Thursday, January 31, 2008

What ever happened to Sex
Subjugation of Self-Realignment

Kofi Fosu Forson

I love therefore I am prick as echoed in previous blog suggests feel for deluge of snobbery found in most men on Saturday nights.

What ever happened to sex? It’s communicative when penis enters vagina but in postmodernist age, what are its potential constructs and circumstances? Has internet divulged truth behind reality versus virtual reality?

In modernism, Playboy, Hustler and Penthouse secured a commercial language for men as bachelors. This however predates what became of pornography in postmodernist era and how it made its way into internet and expression of such behavior as scat, mature sex and suggested rape.

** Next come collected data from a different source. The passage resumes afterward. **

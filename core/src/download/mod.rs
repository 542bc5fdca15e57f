//! Package downloads with progress reporting and cooperative cancellation.
//!
//! A download streams one HTTP GET into a local file. The destination either
//! ends at exactly the advertised size or is removed; cancellation, transport
//! errors, write errors and short bodies all delete the partial file.

mod error;
mod task;


use std::path::{Path, PathBuf};

use reqwest::StatusCode;
use tokio::io::{AsyncWriteExt, BufWriter};
use tokio_util::sync::CancellationToken;
use tracing::{debug, error, info, warn};

use crate::config::DownloadConfig;
use crate::fsutil::remove_file_if_exists;

pub use error::{DownloadError, WriteFailure};
pub use task::{
    DownloadProgress, DownloadSnapshot, DownloadState, DownloadTask, ProgressReceiver,
    ProgressSender, progress_channel,
};

/// A finished download.
#[derive(Debug, Clone, PartialEq, Eq)]
pub struct DownloadReport {
    pub path: PathBuf,
    pub bytes: u64,
    pub total_bytes: Option<u64>,
}

/// How a download ended when it did not fail.
#[derive(Debug, Clone, PartialEq, Eq)]
pub enum DownloadOutcome {
    Completed(DownloadReport),
    /// Stopped through the cancellation token; the partial file is gone
    Canceled,
}

impl DownloadOutcome {
    pub fn is_canceled(&self) -> bool {
        matches!(self, Self::Canceled)
    }

    /// The report of a completed download.
    pub fn completed(self) -> Option<DownloadReport> {
        match self {
            Self::Completed(report) => Some(report),
            Self::Canceled => None,
        }
    }
}

pub type DownloadResult = Result<DownloadOutcome, DownloadError>;

/// Internal early exit from the transfer loop.
enum Stop {
    Canceled,
    Failed(DownloadError),
}

impl From<DownloadError> for Stop {
    fn from(err: DownloadError) -> Self {
        Self::Failed(err)
    }
}

/// Streams remote resources to disk.
#[derive(Debug, Clone)]
pub struct DownloadManager {
    client: reqwest::Client,
    config: DownloadConfig,
}

impl DownloadManager {
    pub fn new(config: DownloadConfig) -> Result<Self, DownloadError> {
        let client = reqwest::Client::builder()
            .user_agent(config.user_agent.clone())
            .build()
            .map_err(DownloadError::Client)?;
        Ok(Self { client, config })
    }

    pub fn config(&self) -> &DownloadConfig {
        &self.config
    }

    /// Download `url` to `destination`.
    ///
    /// Progress is sent after every chunk written; a closed receiver is
    /// ignored. The call waits for room in the progress channel, but always
    /// gives way to cancellation.
    pub async fn download(
        &self,
        url: &str,
        destination: &Path,
        cancel: CancellationToken,
        progress: Option<ProgressSender>,
    ) -> DownloadResult {
        let task = DownloadTask::with_cancel(url, destination, cancel);
        self.run(&task, progress).await
    }

    /// Drive `task` to a terminal state.
    ///
    /// A partial file is removed on failure or cancellation, but only once
    /// this transfer has created it; an existing file at the destination is
    /// left alone when the request never got that far.
    pub async fn run(
        &self,
        task: &DownloadTask,
        progress: Option<ProgressSender>,
    ) -> DownloadResult {
        info!("Downloading {} -> {}", task.url(), task.destination().display());
        task.set_state(DownloadState::InProgress);

        let mut created = false;
        match self.transfer(task, progress.as_ref(), &mut created).await {
            Ok(report) => {
                task.set_state(DownloadState::Completed);
                info!(
                    "Downloaded {} ({} bytes) to {}",
                    task.url(),
                    report.bytes,
                    report.path.display()
                );
                Ok(DownloadOutcome::Completed(report))
            }
            Err(Stop::Canceled) => {
                if created {
                    discard_partial(task.destination()).await;
                }
                task.set_state(DownloadState::Canceled);
                info!(
                    "Download of {} canceled after {} bytes",
                    task.url(),
                    task.bytes_transferred()
                );
                Ok(DownloadOutcome::Canceled)
            }
            Err(Stop::Failed(err)) => {
                if created {
                    discard_partial(task.destination()).await;
                }
                task.set_state(DownloadState::Failed);
                error!("Download of {} failed: {}", task.url(), err);
                Err(err)
            }
        }
    }

    async fn transfer(
        &self,
        task: &DownloadTask,
        progress: Option<&ProgressSender>,
        created: &mut bool,
    ) -> Result<DownloadReport, Stop> {
        if task.is_canceled() {
            return Err(Stop::Canceled);
        }

        let url = task.url();
        let mut request = self.client.get(url);
        if let Some(token) = &self.config.auth_token {
            request = request.bearer_auth(token);
        }

        let mut response = tokio::select! {
            biased;
            _ = task.cancelled() => return Err(Stop::Canceled),
            sent = request.send() => sent.map_err(|source| DownloadError::Transport {
                url: url.to_string(),
                source,
            })?,
        };

        let status = response.status();
        if status == StatusCode::NOT_FOUND {
            return Err(DownloadError::NotFound {
                url: url.to_string(),
            }
            .into());
        }
        if !status.is_success() {
            return Err(DownloadError::Status {
                url: url.to_string(),
                status: status.as_u16(),
            }
            .into());
        }

        let total = response.content_length();
        task.set_total(total);
        debug!("{} reports {:?} bytes", url, total);

        let destination = task.destination();
        if let Some(parent) = destination.parent()
            && !parent.as_os_str().is_empty()
        {
            tokio::fs::create_dir_all(parent)
                .await
                .map_err(|e| DownloadError::write(parent, e))?;
        }
        let file = tokio::fs::File::create(destination)
            .await
            .map_err(|e| DownloadError::write(destination, e))?;
        *created = true;
        let mut writer = BufWriter::with_capacity(self.config.buffer_size.max(1), file);

        loop {
            let chunk = tokio::select! {
                biased;
                _ = task.cancelled() => return Err(Stop::Canceled),
                chunk = response.chunk() => chunk.map_err(|source| DownloadError::Transport {
                    url: url.to_string(),
                    source,
                })?,
            };
            let Some(chunk) = chunk else {
                break;
            };

            writer
                .write_all(&chunk)
                .await
                .map_err(|e| DownloadError::write(destination, e))?;
            task.add_transferred(chunk.len() as u64);

            if let Some(sender) = progress {
                tokio::select! {
                    biased;
                    _ = task.cancelled() => return Err(Stop::Canceled),
                    // A dropped receiver only means nobody is watching
                    _ = sender.send(task.progress()) => {}
                }
            }

            if task.is_canceled() {
                return Err(Stop::Canceled);
            }
        }

        writer
            .flush()
            .await
            .map_err(|e| DownloadError::write(destination, e))?;
        writer
            .into_inner()
            .sync_all()
            .await
            .map_err(|e| DownloadError::write(destination, e))?;

        let received = task.bytes_transferred();
        verify_length(url, total, received)?;

        Ok(DownloadReport {
            path: destination.to_path_buf(),
            bytes: received,
            total_bytes: total,
        })
    }
}

/// A known total must match the received byte count exactly.
fn verify_length(url: &str, total: Option<u64>, received: u64) -> Result<(), DownloadError> {
    match total {
        Some(expected) if expected != received => Err(DownloadError::Incomplete {
            url: url.to_string(),
            expected,
            received,
        }),
        _ => Ok(()),
    }
}

async fn discard_partial(path: &Path) {
    if let Err(e) = remove_file_if_exists(path).await {
        warn!("Failed to remove partial download {}: {}", path.display(), e);
    }
}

Pornography and art can be found in works by Kathy Acker, Robert Mapplethorpe and even interventions by Vanessa Beecroft suggest an understanding of female body as property.

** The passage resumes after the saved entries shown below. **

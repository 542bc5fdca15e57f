//! Romhub - game library launcher
//!
//! # Commands
//!
//! - `romhub launch <system> <game>` - Extract if needed, then run the game
//! - `romhub resolve <system> <game>` - Print the file that would be launched
//! - `romhub install <url>` - Download and extract an emulator or core package
//! - `romhub systems` - List configured systems and their emulators
//! - `romhub games <system>` - List a system's content
//!
//! Systems are configured as `[[systems]]` tables in `config.toml` in the
//! platform config directory, or in the file given with `--config`.

use std::path::PathBuf;

use anyhow::Result;
use clap::{Parser, Subcommand};
use romhub_library::{browse, install, launch, settings};

/// Romhub - game library launcher
#[derive(Parser)]
#[command(name = "romhub")]
#[command(about = "Download, extract and launch games and emulators")]
#[command(version)]
struct Cli {
    /// Config file to use instead of the platform default
    #[arg(short, long, global = true)]
    config: Option<PathBuf>,

    #[command(subcommand)]
    command: Commands,
}

#[derive(Subcommand)]
enum Commands {
    /// Launch a game with its system's emulator
    Launch(launch::LaunchArgs),

    /// Print the file a game would launch, extracting archives if needed
    Resolve(launch::ResolveArgs),

    /// Download a package and extract it into the install root
    Install(install::InstallArgs),

    /// List configured systems
    Systems,

    /// List the games of a system
    Games(browse::GamesArgs),
}

#[tokio::main]
async fn main() -> Result<()> {
    // Initialize logging
    tracing_subscriber::fmt()
        .with_env_filter(
            tracing_subscriber::EnvFilter::try_from_default_env()
                .unwrap_or_else(|_| tracing_subscriber::EnvFilter::new("info")),
        )
        .init();

    let cli = Cli::parse();
    let config = settings::load_config(cli.config.as_deref())?;

    match cli.command {
        Commands::Launch(args) => launch::execute(args, config).await,
        Commands::Resolve(args) => launch::resolve(args, config).await,
        Commands::Install(args) => install::execute(args, config).await,
        Commands::Systems => browse::systems(&config),
        Commands::Games(args) => browse::games(args, &config),
    }
}

#[cfg(test)]
mod tests {
    use super::*;
    use clap::CommandFactory;

    #[test]
    fn test_cli_is_well_formed() {
        Cli::command().debug_assert();
    }

    #[test]
    fn test_parse_launch() {
        let cli = Cli::try_parse_from([
            "romhub", "launch", "psx", "Final Fantasy VII", "-e", "duckstation",
        ])
        .unwrap();
        match cli.command {
            Commands::Launch(args) => {
                assert_eq!(args.system, "psx");
                assert_eq!(args.game, "Final Fantasy VII");
                assert_eq!(args.emulator.as_deref(), Some("duckstation"));
                assert!(!args.keep_staging);
            }
            _ => panic!("expected launch"),
        }
    }

    #[test]
    fn test_parse_install_with_global_config() {
        let cli = Cli::try_parse_from([
            "romhub",
            "install",
            "https://host.example/core.zip",
            "--config",
            "/tmp/romhub.toml",
        ])
        .unwrap();
        assert_eq!(cli.config, Some(PathBuf::from("/tmp/romhub.toml")));
        assert!(matches!(cli.command, Commands::Install(ref args) if args.dest.is_none()));
    }

    #[test]
    fn test_parse_requires_subcommand() {
        assert!(Cli::try_parse_from(["romhub"]).is_err());
    }
}
//! In-process zip decoding.

use std::fs::File;
use std::io::{self, BufReader};
use std::path::Path;

use tracing::{debug, warn};

use super::ArchiveError;

/// Entries written and entries skipped by a zip extraction.
#[derive(Debug, Clone, Copy, Default, PartialEq, Eq)]
pub struct DecodeSummary {
    pub files: usize,
    pub skipped: usize,
}

/// Extract every entry of `archive` under `destination`, overwriting files
/// that already exist.
///
/// Entry names that would escape `destination` (absolute paths, `..`) are
/// skipped. Blocking; run it on the blocking pool.
pub fn extract_zip(archive: &Path, destination: &Path) -> Result<DecodeSummary, ArchiveError> {
    let file = File::open(archive).map_err(|e| ArchiveError::io(archive, e))?;
    let mut zip = zip::ZipArchive::new(BufReader::new(file)).map_err(|source| {
        ArchiveError::Decode {
            path: archive.to_path_buf(),
            source,
        }
    })?;

    let mut summary = DecodeSummary::default();
    for index in 0..zip.len() {
        let mut entry = zip.by_index(index).map_err(|source| ArchiveError::Decode {
            path: archive.to_path_buf(),
            source,
        })?;

        let Some(relative) = entry.enclosed_name() else {
            warn!(
                "Skipping unsafe entry '{}' in {}",
                entry.name(),
                archive.display()
            );
            summary.skipped += 1;
            continue;
        };
        let out_path = destination.join(relative);

        if entry.is_dir() {
            std::fs::create_dir_all(&out_path).map_err(|e| ArchiveError::io(&out_path, e))?;
            continue;
        }

        if let Some(parent) = out_path.parent() {
            std::fs::create_dir_all(parent).map_err(|e| ArchiveError::io(parent, e))?;
        }
        let mut out = File::create(&out_path).map_err(|e| ArchiveError::io(&out_path, e))?;
        io::copy(&mut entry, &mut out).map_err(|e| ArchiveError::io(&out_path, e))?;

        #[cfg(unix)]
        {
            use std::os::unix::fs::PermissionsExt;
            // Keep executables runnable (AppImages, shell launchers)
            if let Some(mode) = entry.unix_mode().map(|m| m & 0o777)
                && mode != 0
                && let Err(e) =
                    std::fs::set_permissions(&out_path, std::fs::Permissions::from_mode(mode))
            {
                debug!("Could not set mode on {}: {}", out_path.display(), e);
            }
        }

        summary.files += 1;
    }

    debug!(
        "Decoded {} files from {} ({} skipped)",
        summary.files,
        archive.display(),
        summary.skipped
    );
    Ok(summary)
}
//! Play and install pipelines
//!
//! - Play: resolve the launch target (extracting into staging when the
//!   system asks for it), launch it, then dispose the staging directory.
//! - Install: download a package, extract it permanently into the install
//!   directory, then delete the downloaded artifact.

mod error;
mod install;


use std::path::Path;
use std::sync::Arc;

use romhub_shared::SystemLaunchConfig;
use tracing::{info, warn};

use crate::archive::{ArchiveExtractor, StagingArena};
use crate::config::Config;
use crate::input::InputCoordinator;
use crate::launch::{LaunchOrchestrator, LaunchReport};
use crate::target::{ResolvedTarget, TargetResolver};

pub use error::PipelineError;
pub use install::{InstallReport, PackageInstaller};

/// Build the shared extractor from configuration.
pub fn extractor_from_config(config: &Config) -> Arc<ArchiveExtractor> {
    let staging = Arc::new(StagingArena::new(config.paths.staging_dir()));
    Arc::new(ArchiveExtractor::new(
        staging,
        config.extraction.seven_zip_path.clone(),
    ))
}

/// Resolve-then-launch for a single play session.
#[derive(Debug, Clone)]
pub struct LaunchPipeline {
    resolver: TargetResolver,
    orchestrator: LaunchOrchestrator,
    staging: Arc<StagingArena>,
    keep_staging: bool,
}

impl LaunchPipeline {
    pub fn new(config: &Config, input: Arc<InputCoordinator>) -> Self {
        let extractor = extractor_from_config(config);
        Self::from_parts(
            extractor,
            LaunchOrchestrator::new(input),
            config.extraction.recursive_payload_search,
            config.extraction.keep_staging,
        )
    }

    pub fn from_parts(
        extractor: Arc<ArchiveExtractor>,
        orchestrator: LaunchOrchestrator,
        recursive_search: bool,
        keep_staging: bool,
    ) -> Self {
        let staging = Arc::clone(extractor.staging());
        Self {
            resolver: TargetResolver::new(extractor).recursive(recursive_search),
            orchestrator,
            staging,
            keep_staging,
        }
    }

    pub fn staging(&self) -> &Arc<StagingArena> {
        &self.staging
    }

    /// Resolve the launch target without launching it.
    ///
    /// The caller owns any staging directory in the result.
    pub async fn resolve(
        &self,
        file: &Path,
        system: &SystemLaunchConfig,
    ) -> Result<ResolvedTarget, PipelineError> {
        Ok(self.resolver.resolve(file, system).await?)
    }

    /// Resolve and launch `file`, waiting for the session to end.
    ///
    /// `emulator` picks an emulator by exact name; `None` uses the system's
    /// preferred one.
    pub async fn play(
        &self,
        file: &Path,
        system: &SystemLaunchConfig,
        emulator: Option<&str>,
    ) -> Result<LaunchReport, PipelineError> {
        let definition = system.emulator(emulator);
        if let Some(name) = emulator
            && definition.is_none()
        {
            return Err(PipelineError::UnknownEmulator {
                system: system.name.clone(),
                name: name.to_string(),
            });
        }

        let target = self.resolver.resolve(file, system).await?;
        let result = self.orchestrator.launch(&target.payload, definition).await;

        if let Some(staging) = &target.staging {
            if self.keep_staging {
                info!("Keeping staging directory {}", staging.display());
            } else if let Err(e) = self.staging.dispose(staging) {
                warn!("Failed to dispose staging directory {}: {}", staging.display(), e);
            }
        }

        Ok(result?)
    }
}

Fetish photography in works by Dave Naz and Richard Kern are less pornographic as they are drawn from non-commercial, humanistic and eccentric libidinal drive. Most models found here are qualifiedly everyday women.

Language in sex during modern age has seen an evolution from rebellious stage of 50’s nuclear family to “sex and drug culture” of 60’s and free sex revolution of disco 70’s. A.I.D.S. brought awareness in the 80’s. Rock and roll music and concert festivals, Lalapalooza and Lilith Fair, were re-established in 90’s. It inspired ad campaigns promoting use of condoms.

Television brought a sense of sophistication into popular culture with shows like Miami Vice. Moonlighting and Remington Steele explored gender politics. But with advent of cable, shows like Red Shoe Diaries and Hitch-Hiker took sexuality to a whole ‘nother level. Sex and The City was first to permeate popular culture. However, it purports that frank discussions of sex between women is enlightening. Further from the point, it painted a desperate portrayal, bland and comical in what is expected to be multi-dimensional.

This has permeated society as postmodernist woman is indeed a spectacle of many dimensions but in truth she is less transforming and more transitory, searching for an understanding.

Such is life, male or female. Currently, coitus is revisited in virtual state. Humanistically, body is in constant motion. Concentratedness on practice of making love and perception of women is more O.B.G.Y.N than revolutionalizing what was Donna Summer and is and always will be Madonna Ciccone.